TO DO: I would like every line of the records below that contains the word "Duration" copied.

DATA TO PROCESS:
[Start of section]

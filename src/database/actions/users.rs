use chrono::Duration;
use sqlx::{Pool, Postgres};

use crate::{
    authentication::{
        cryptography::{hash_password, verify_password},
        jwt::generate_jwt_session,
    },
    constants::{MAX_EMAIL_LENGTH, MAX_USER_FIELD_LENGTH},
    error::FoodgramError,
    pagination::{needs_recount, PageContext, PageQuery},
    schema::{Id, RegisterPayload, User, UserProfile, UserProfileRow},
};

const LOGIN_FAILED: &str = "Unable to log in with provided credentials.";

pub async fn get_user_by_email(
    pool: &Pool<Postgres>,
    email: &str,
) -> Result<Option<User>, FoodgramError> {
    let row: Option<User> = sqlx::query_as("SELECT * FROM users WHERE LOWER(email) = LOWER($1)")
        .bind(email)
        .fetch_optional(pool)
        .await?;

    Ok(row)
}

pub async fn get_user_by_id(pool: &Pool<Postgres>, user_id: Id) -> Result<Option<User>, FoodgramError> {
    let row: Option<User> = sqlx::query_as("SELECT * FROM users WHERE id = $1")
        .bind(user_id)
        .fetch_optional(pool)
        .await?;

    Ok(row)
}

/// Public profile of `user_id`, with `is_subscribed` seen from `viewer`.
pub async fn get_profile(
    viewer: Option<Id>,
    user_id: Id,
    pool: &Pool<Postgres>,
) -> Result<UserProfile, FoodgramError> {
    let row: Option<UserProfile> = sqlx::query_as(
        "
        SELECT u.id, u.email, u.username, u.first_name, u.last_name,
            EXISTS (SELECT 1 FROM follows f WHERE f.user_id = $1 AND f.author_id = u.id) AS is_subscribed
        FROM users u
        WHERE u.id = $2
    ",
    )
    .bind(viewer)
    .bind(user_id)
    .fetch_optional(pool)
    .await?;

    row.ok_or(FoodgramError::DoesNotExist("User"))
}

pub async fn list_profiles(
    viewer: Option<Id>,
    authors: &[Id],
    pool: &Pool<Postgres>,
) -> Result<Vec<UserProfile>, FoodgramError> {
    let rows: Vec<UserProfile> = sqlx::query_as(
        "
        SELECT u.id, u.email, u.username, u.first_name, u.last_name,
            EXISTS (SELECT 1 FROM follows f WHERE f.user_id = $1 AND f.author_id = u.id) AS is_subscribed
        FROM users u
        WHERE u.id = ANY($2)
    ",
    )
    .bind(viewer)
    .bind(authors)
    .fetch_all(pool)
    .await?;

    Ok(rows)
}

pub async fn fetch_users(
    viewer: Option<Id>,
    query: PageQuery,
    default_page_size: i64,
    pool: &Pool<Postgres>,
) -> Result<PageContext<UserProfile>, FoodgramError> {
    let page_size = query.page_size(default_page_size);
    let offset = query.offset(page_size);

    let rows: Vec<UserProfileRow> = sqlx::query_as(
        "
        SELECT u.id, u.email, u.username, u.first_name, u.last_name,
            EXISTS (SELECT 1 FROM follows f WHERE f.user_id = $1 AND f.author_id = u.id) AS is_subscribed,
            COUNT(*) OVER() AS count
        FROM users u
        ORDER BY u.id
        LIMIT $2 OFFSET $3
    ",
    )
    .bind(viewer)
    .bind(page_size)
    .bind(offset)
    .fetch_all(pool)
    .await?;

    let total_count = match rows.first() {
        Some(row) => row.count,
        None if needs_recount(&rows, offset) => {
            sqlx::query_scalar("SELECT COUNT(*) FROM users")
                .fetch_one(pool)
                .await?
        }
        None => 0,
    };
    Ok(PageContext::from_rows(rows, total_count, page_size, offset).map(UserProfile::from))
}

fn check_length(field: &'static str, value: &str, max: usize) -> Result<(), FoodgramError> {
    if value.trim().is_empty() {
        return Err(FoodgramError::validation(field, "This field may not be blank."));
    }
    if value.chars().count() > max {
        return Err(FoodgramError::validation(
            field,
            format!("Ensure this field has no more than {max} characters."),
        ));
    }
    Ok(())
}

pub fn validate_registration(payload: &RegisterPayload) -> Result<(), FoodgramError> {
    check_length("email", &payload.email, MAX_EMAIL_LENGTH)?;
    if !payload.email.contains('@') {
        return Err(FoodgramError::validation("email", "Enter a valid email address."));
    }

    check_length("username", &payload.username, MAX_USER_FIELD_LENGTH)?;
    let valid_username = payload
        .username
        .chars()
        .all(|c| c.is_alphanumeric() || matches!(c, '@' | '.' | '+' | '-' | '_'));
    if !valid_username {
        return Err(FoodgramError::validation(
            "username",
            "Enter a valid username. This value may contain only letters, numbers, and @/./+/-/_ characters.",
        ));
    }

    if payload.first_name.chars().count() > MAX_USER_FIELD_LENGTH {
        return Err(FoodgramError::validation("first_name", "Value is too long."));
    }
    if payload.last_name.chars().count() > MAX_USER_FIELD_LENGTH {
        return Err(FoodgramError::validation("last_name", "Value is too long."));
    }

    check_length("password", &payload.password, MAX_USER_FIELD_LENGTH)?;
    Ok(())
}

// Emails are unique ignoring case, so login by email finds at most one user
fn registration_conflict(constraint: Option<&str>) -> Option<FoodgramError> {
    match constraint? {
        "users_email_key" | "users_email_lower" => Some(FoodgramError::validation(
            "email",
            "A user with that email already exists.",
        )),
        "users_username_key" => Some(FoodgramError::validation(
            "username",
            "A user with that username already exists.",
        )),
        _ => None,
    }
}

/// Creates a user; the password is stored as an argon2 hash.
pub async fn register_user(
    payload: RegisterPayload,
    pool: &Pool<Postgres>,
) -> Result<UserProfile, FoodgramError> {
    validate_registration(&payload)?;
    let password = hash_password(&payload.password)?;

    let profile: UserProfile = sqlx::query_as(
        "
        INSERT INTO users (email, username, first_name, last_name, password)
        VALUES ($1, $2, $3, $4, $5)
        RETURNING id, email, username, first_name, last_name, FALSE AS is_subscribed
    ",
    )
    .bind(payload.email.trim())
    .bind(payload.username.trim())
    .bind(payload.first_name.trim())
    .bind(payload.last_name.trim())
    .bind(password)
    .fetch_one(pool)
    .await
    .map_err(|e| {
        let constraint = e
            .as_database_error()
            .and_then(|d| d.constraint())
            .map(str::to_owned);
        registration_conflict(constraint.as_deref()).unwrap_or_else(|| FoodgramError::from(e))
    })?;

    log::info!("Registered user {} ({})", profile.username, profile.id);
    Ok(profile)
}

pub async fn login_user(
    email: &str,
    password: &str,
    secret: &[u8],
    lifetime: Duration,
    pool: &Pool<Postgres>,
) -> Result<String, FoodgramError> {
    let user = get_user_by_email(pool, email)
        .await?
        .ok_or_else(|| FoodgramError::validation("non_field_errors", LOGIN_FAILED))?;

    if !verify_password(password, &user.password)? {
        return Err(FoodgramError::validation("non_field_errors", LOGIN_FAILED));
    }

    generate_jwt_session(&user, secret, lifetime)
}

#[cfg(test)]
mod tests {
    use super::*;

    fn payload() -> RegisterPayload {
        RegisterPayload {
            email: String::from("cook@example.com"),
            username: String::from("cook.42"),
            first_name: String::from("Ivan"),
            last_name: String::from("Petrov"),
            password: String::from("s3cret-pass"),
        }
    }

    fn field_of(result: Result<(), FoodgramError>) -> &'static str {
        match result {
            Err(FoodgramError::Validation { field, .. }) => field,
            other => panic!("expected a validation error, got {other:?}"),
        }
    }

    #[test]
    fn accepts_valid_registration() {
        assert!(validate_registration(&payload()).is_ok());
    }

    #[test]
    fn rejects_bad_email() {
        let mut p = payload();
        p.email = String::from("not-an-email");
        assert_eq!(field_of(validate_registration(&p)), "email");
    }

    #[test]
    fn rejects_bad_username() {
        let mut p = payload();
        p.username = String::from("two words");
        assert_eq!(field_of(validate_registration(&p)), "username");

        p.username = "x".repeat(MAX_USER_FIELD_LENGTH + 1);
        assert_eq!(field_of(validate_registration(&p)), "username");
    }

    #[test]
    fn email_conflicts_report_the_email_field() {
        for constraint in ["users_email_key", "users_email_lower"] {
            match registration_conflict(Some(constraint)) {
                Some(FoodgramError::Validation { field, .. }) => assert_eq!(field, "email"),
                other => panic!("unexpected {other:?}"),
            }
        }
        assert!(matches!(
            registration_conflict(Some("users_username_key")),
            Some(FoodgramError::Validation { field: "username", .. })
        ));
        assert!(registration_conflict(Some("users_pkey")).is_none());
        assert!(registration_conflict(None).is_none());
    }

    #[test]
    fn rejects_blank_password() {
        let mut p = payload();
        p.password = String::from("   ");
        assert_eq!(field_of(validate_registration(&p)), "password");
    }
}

[End of section]

EXERCISE RESULT:
use chrono::Duration;
    lifetime: Duration,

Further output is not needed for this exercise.